Belarus

Putin greift bei Weltkriegsgedenken Ukraine und Baltikum an

27. Januar 2024, 18:08 Uhr
Wladimir Putin, Präsident von Russland, hält eine Rede bei der Eröffnungszeremonie des Gedenkkomplexes «Für die friedlichen Bürger der Sowjetunion, die im Großen Vaterländischen Krieg gefallen sind», in der Nähe des Dorfes Zaitsevo in der Region Leningrad. Foto: Anton Vaganov/Pool Reuters/AP/dpa
© Keystone/Pool Reuters/AP/Anton Vaganov
Russlands Präsident Wladimir Putin hat seinen Angriffskrieg gegen die Ukraine bei einer Gedenkveranstaltung als Kampf gegen den Nazismus bezeichnet. «Wir tun alles, alles, um den Nazismus zu unterbinden und endgültig auszurotten», sagte er Medien zufolge am Samstag bei der Eröffnung eines Denkmals für zivile Opfer des faschistischen Terrors nach dem Überfall Hitler-Deutschlands auf die Sowjetunion. Der Kremlchef führte die Ukraine und das Baltikum als aktuelle Beispiele für das Erstarken des Nazismus auf.

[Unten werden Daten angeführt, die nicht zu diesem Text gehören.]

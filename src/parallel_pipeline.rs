use crate::core_modules::aggregator;
use crate::core_modules::hls_image::HlsImage;
use crate::core_modules::histogram::HistogramCounts;
use crate::core_modules::region::Region;
use crate::error::DominantColorError;
use crate::pipeline::{PipelineConfig, Report, load_image};
use futures::future::join_all;
use image::RgbImage;
use log::debug;
use std::path::Path;
use std::sync::Arc;

/// Splits a region into row bands and tallies each band on its own tokio task.
/// Partial histograms are summed before the tie-break, so the result matches a
/// sequential scan exactly.
#[derive(Debug, Clone)]
pub struct ParallelAggregator {
    workers: usize,
}

impl ParallelAggregator {
    pub fn new(workers: usize) -> Self {
        Self {
            workers: workers.max(1),
        }
    }

    pub fn workers(&self) -> usize {
        self.workers
    }

    pub async fn histogram(
        &self,
        image: Arc<HlsImage>,
        region: Region,
    ) -> Result<HistogramCounts, DominantColorError> {
        let bands = region
            .clipped_to(image.width(), image.height())
            .split_rows(self.workers);
        debug!("aggregating {} band(s) across {} worker(s)", bands.len(), self.workers);

        let tasks = bands.into_iter().map(|band| {
            let band_image = Arc::clone(&image);
            tokio::spawn(async move { aggregator::histogram(&band_image, band) })
        });

        let mut merged = HistogramCounts::new();
        for partial in join_all(tasks).await {
            merged.merge(&partial?);
        }
        Ok(merged)
    }
}

/// Worker-based counterpart of `DominantColorPipeline`.
pub struct ParallelPipeline {
    config: PipelineConfig,
    aggregator: ParallelAggregator,
}

impl ParallelPipeline {
    pub fn new(config: PipelineConfig) -> Self {
        let aggregator = ParallelAggregator::new(PipelineConfig::workers_or_auto(config.workers));
        Self { config, aggregator }
    }

    pub fn workers(&self) -> usize {
        self.aggregator.workers()
    }

    pub async fn analyze(&self, image: &RgbImage) -> Result<Report, DominantColorError> {
        let region = self.config.resolve_region(image.width(), image.height())?;
        let hls = Arc::new(HlsImage::from_rgb_image(image));
        let histogram = self.aggregator.histogram(Arc::clone(&hls), region).await?;
        Ok(Report::new(histogram, region, hls.width(), hls.height()))
    }

    pub async fn analyze_path(&self, path: impl AsRef<Path>) -> Result<Report, DominantColorError> {
        let image = load_image(path)?;
        self.analyze(&image).await
    }
}
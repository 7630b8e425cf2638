// Single-pixel (1D) representations and the color-space converter.
#[allow(non_snake_case)]
pub mod D1 {
    pub mod pixel;
}

pub mod aggregator;
pub mod classifier;
pub mod color_category;
pub mod histogram;
pub mod hls_image;
pub mod region;
pub mod api;
pub mod config;
pub mod extractor;
pub mod models;
pub mod openai;
pub mod server;
pub mod virustotal;
pub mod analyze;

pub use analyze::*;
use crate::models::ExtractedContent;
use scraper::{Html, Node, Selector};

/// Pull plain text and link targets out of raw email markup.
///
/// Parsing is lenient: malformed markup is repaired best-effort by the HTML
/// parser rather than rejected, and plain-text input comes back as-is. Links
/// are the `href` values of anchors with a non-empty `href`, in document
/// order, duplicates preserved.
pub fn extract(raw: &str) -> ExtractedContent {
    let document = Html::parse_document(raw);

    ExtractedContent {
        text: visible_text(&document),
        links: anchor_targets(&document),
    }
}

fn visible_text(document: &Html) -> String {
    let mut parts: Vec<&str> = Vec::new();

    for node in document.tree.nodes() {
        let text = match node.value() {
            Node::Text(text) => text.trim(),
            _ => continue,
        };
        if text.is_empty() {
            continue;
        }
        // Script and style bodies are markup payload, not visible text.
        let hidden = node.ancestors().any(|ancestor| match ancestor.value() {
            Node::Element(element) => matches!(element.name(), "script" | "style"),
            _ => false,
        });
        if !hidden {
            parts.push(text);
        }
    }

    parts.join(" ")
}

fn anchor_targets(document: &Html) -> Vec<String> {
    let link_selector = Selector::parse("a[href]").unwrap();

    document
        .select(&link_selector)
        .filter_map(|element| element.value().attr("href"))
        .filter(|href| !href.is_empty())
        .map(|href| href.to_string())
        .collect()
}

#[cfg(test)]
mod tests {
    use super::*;

    #[test]
    fn extracts_text_and_links_from_email_markup() {
        let raw = r#"
            <html><body>
                <p>Your account has been compromised.</p>
                <a href="http://phishing.com">Reset Password</a>
            </body></html>
        "#;

        let content = extract(raw);
        assert!(content.text.contains("Your account has been compromised."));
        assert!(content.text.contains("Reset Password"));
        assert!(!content.text.contains("<"));
        assert_eq!(content.links, vec!["http://phishing.com"]);
    }

    #[test]
    fn preserves_link_order_and_duplicates() {
        let raw = concat!(
            r#"<a href="http://a.example">one</a>"#,
            r#"<a href="http://b.example">two</a>"#,
            r#"<a href="http://a.example">three</a>"#,
        );

        let content = extract(raw);
        assert_eq!(
            content.links,
            vec!["http://a.example", "http://b.example", "http://a.example"]
        );
    }

    #[test]
    fn skips_anchors_without_a_usable_href() {
        let raw = r#"<a>no href</a><a href="">empty</a><a href="http://ok.example">ok</a>"#;
        assert_eq!(extract(raw).links, vec!["http://ok.example"]);
    }

    #[test]
    fn script_and_style_bodies_are_not_visible_text() {
        let raw = r#"
            <html><head><style>p { color: red; }</style></head>
            <body><script>var secret = 1;</script><p>Hello</p></body></html>
        "#;

        let content = extract(raw);
        assert_eq!(content.text, "Hello");
    }

    #[test]
    fn plain_text_input_degrades_gracefully() {
        let content = extract("Just a plain text email, no markup at all.");
        assert_eq!(content.text, "Just a plain text email, no markup at all.");
        assert!(content.links.is_empty());
    }

    #[test]
    fn malformed_markup_still_yields_best_effort_output() {
        let content = extract("<p>Unclosed <a href=\"http://x.example\">link");
        assert_eq!(content.links, vec!["http://x.example"]);
        assert!(content.text.contains("Unclosed"));
    }

    #[test]
    fn extraction_is_idempotent() {
        let raw = r#"<p>Hi</p><a href="http://x.example">x</a>"#;
        assert_eq!(extract(raw), extract(raw));
    }

    #[test]
    fn empty_input_yields_empty_content() {
        let content = extract("");
        assert!(content.text.is_empty());
        assert!(content.links.is_empty());
    }
}
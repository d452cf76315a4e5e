use serde::{Deserialize, Serialize};
use std::collections::BTreeMap;

pub type Result<T> = std::result::Result<T, Box<dyn std::error::Error + Send + Sync>>;

/// Inbound payload for `POST /analyze`. A missing `emailContent` field is
/// treated as an empty submission, not a request error.
#[derive(Debug, Deserialize)]
pub struct AnalyzeRequest {
    #[serde(rename = "emailContent", default)]
    pub email_content: String,
}

/// Plain text and hyperlink targets pulled out of one email submission.
/// Built once per request and never mutated afterwards.
#[derive(Debug, Clone, PartialEq, Eq)]
pub struct ExtractedContent {
    pub text: String,
    pub links: Vec<String>,
}

/// Outcome of scanning a single link. Serialized untagged so the wire shape
/// is either the stats object or `{"error": "..."}`.
#[derive(Debug, Clone, PartialEq, Eq, Serialize, Deserialize)]
#[serde(untagged)]
pub enum LinkVerdict {
    Stats {
        malicious: u64,
        suspicious: u64,
        undetected: u64,
    },
    Failed {
        error: String,
    },
}

/// Reputation results keyed by normalized link. A link that appears twice in
/// the email keeps only the verdict of its last scan.
pub type ReputationMap = BTreeMap<String, LinkVerdict>;

/// The assessor's answer: a confidence score in [0, 100], or an inline error
/// object when the assessment itself failed. Assessment failures do not
/// change the HTTP status of the response.
#[derive(Debug, Clone, PartialEq, Eq, Serialize)]
#[serde(untagged)]
pub enum PhishingScore {
    Score(u8),
    Failed { error: String },
}

/// Combined result of one analysis. This is the only externally visible
/// artifact; nothing is persisted.
#[derive(Debug, Clone, Serialize)]
pub struct AnalysisResult {
    #[serde(rename = "phishingScore")]
    pub phishing_score: PhishingScore,
    #[serde(rename = "virusTotalResults")]
    pub virus_total_results: ReputationMap,
}
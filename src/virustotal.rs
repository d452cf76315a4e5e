use crate::models::{LinkVerdict, ReputationMap};
use reqwest::Client;
use serde::Deserialize;
use std::time::Duration;
use thiserror::Error;
use tracing::{debug, warn};

const VIRUSTOTAL_API_BASE: &str = "https://www.virustotal.com/api/v3";

/// Per-link scan failures. These never abort the scan of remaining links;
/// their messages become the inline error payload for the affected entry.
#[derive(Debug, Error)]
enum ScanLinkError {
    /// Transport failure, unparseable body, or missing analysis id on the
    /// submission leg.
    #[error("Submission failed")]
    SubmissionFailed,
    /// Transport failure or missing stats structure on the details leg.
    #[error("Details not found")]
    DetailsNotFound,
}

/// Client for the VirusTotal v3 URL analysis API.
pub struct VirusTotalClient {
    client: Client,
    api_key: String,
    base_url: String,
}

impl VirusTotalClient {
    pub fn new(api_key: impl Into<String>, timeout: Duration) -> Self {
        let client = Client::builder()
            .user_agent("phishing-analyzer/0.1")
            .timeout(timeout)
            .build()
            .expect("Failed to create HTTP client");

        Self {
            client,
            api_key: api_key.into(),
            base_url: VIRUSTOTAL_API_BASE.to_string(),
        }
    }

    /// Point the client at a different API base (stub servers in tests).
    pub fn with_base_url(mut self, url: impl Into<String>) -> Self {
        self.base_url = url.into();
        self
    }

    /// Scan each link in turn and collect per-link verdicts.
    ///
    /// Failures are isolated per link: a link whose submission or details
    /// fetch fails gets an inline error entry and the scan moves on. The
    /// result is keyed by normalized link, so a link that appears twice is
    /// scanned twice but keeps only the last verdict.
    pub async fn scan(&self, links: &[String]) -> ReputationMap {
        let mut results = ReputationMap::new();

        for link in links {
            let normalized = normalize_link(link);
            let verdict = match self.scan_link(&normalized).await {
                Ok(verdict) => verdict,
                Err(e) => {
                    warn!("Scan of {} failed: {}", normalized, e);
                    LinkVerdict::Failed {
                        error: e.to_string(),
                    }
                }
            };
            results.insert(normalized, verdict);
        }

        results
    }

    async fn scan_link(&self, link: &str) -> Result<LinkVerdict, ScanLinkError> {
        let analysis_id = self.submit_url(link).await?;
        debug!("Submitted {} for analysis, id {}", link, analysis_id);
        self.fetch_stats(&analysis_id).await
    }

    async fn submit_url(&self, link: &str) -> Result<String, ScanLinkError> {
        let response = self
            .client
            .post(format!("{}/urls", self.base_url))
            .header("x-apikey", &self.api_key)
            .form(&[("url", link)])
            .send()
            .await
            .map_err(|e| {
                debug!("URL submission transport error for {}: {}", link, e);
                ScanLinkError::SubmissionFailed
            })?;

        let body: SubmitResponse = response
            .json()
            .await
            .map_err(|_| ScanLinkError::SubmissionFailed)?;

        body.data
            .and_then(|data| data.id)
            .ok_or(ScanLinkError::SubmissionFailed)
    }

    async fn fetch_stats(&self, analysis_id: &str) -> Result<LinkVerdict, ScanLinkError> {
        let response = self
            .client
            .get(format!("{}/analyses/{}", self.base_url, analysis_id))
            .header("x-apikey", &self.api_key)
            .send()
            .await
            .map_err(|e| {
                debug!("Analysis fetch transport error for {}: {}", analysis_id, e);
                ScanLinkError::DetailsNotFound
            })?;

        let body: AnalysisResponse = response
            .json()
            .await
            .map_err(|_| ScanLinkError::DetailsNotFound)?;

        let stats = body
            .data
            .and_then(|data| data.attributes)
            .and_then(|attributes| attributes.stats)
            .ok_or(ScanLinkError::DetailsNotFound)?;

        Ok(LinkVerdict::Stats {
            malicious: stats.malicious,
            suspicious: stats.suspicious,
            undetected: stats.undetected,
        })
    }
}

/// Guarantee an explicit scheme before submission. Links without one are
/// assumed to be https.
pub fn normalize_link(link: &str) -> String {
    if link.starts_with("http://") || link.starts_with("https://") {
        link.to_string()
    } else {
        format!("https://{}", link)
    }
}

// Response shapes for the two VirusTotal endpoints. Every field is optional
// so a malformed or error-shaped body decodes into "structure missing"
// rather than a decode failure deciding the error kind.

#[derive(Debug, Deserialize)]
struct SubmitResponse {
    data: Option<SubmitData>,
}

#[derive(Debug, Deserialize)]
struct SubmitData {
    id: Option<String>,
}

#[derive(Debug, Deserialize)]
struct AnalysisResponse {
    data: Option<AnalysisData>,
}

#[derive(Debug, Deserialize)]
struct AnalysisData {
    attributes: Option<AnalysisAttributes>,
}

#[derive(Debug, Deserialize)]
struct AnalysisAttributes {
    stats: Option<AnalysisStats>,
}

#[derive(Debug, Deserialize)]
struct AnalysisStats {
    #[serde(default)]
    malicious: u64,
    #[serde(default)]
    suspicious: u64,
    #[serde(default)]
    undetected: u64,
}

Die baltischen Staaten «erklären Zehntausende zu Untermenschen, nehmen ihnen die elementarsten Rechte und setzen sie Hetze aus», behauptete er. Die Ukraine wiederum «heroisiert Hitlers Helfer und SS-Leute, setzt Terror gegen Missliebige ein», so Putin weiter. Der Kreml hat seinen seit fast zwei Jahre währenden Angriffskrieg auf die Ukraine immer wieder mit der angeblichen Notwendigkeit gerechtfertigt, die dort lebende russischsprachige Bevölkerung vor Angriffen ukrainischer Nationalisten schützen zu müssen. Kriegsgegner und Oppositionelle in Russland sind schweren Repression ausgesetzt.

Putin nahm am Samstag zusammen mit Belarus' Machthaber Alexander Lukaschenko an der Eröffnung des Weltkriegsdenkmals in der Nähe von St. Petersburg teil. Vor 80 Jahren, am 27. Januar 1944, durchbrachen sowjetische Truppen den Belagerungsring, den die deutsche Wehrmacht um Leningrad, das heutige St. Petersburg, geschlossen hatte. Damit beendete sie eins der schwersten Kriegsverbrechen. In den fast 900 Tagen der deutschen Belagerung waren in der Stadt mehr als eine Million Menschen durch Bombardierung, Hunger und Kälte ums Leben gekommen.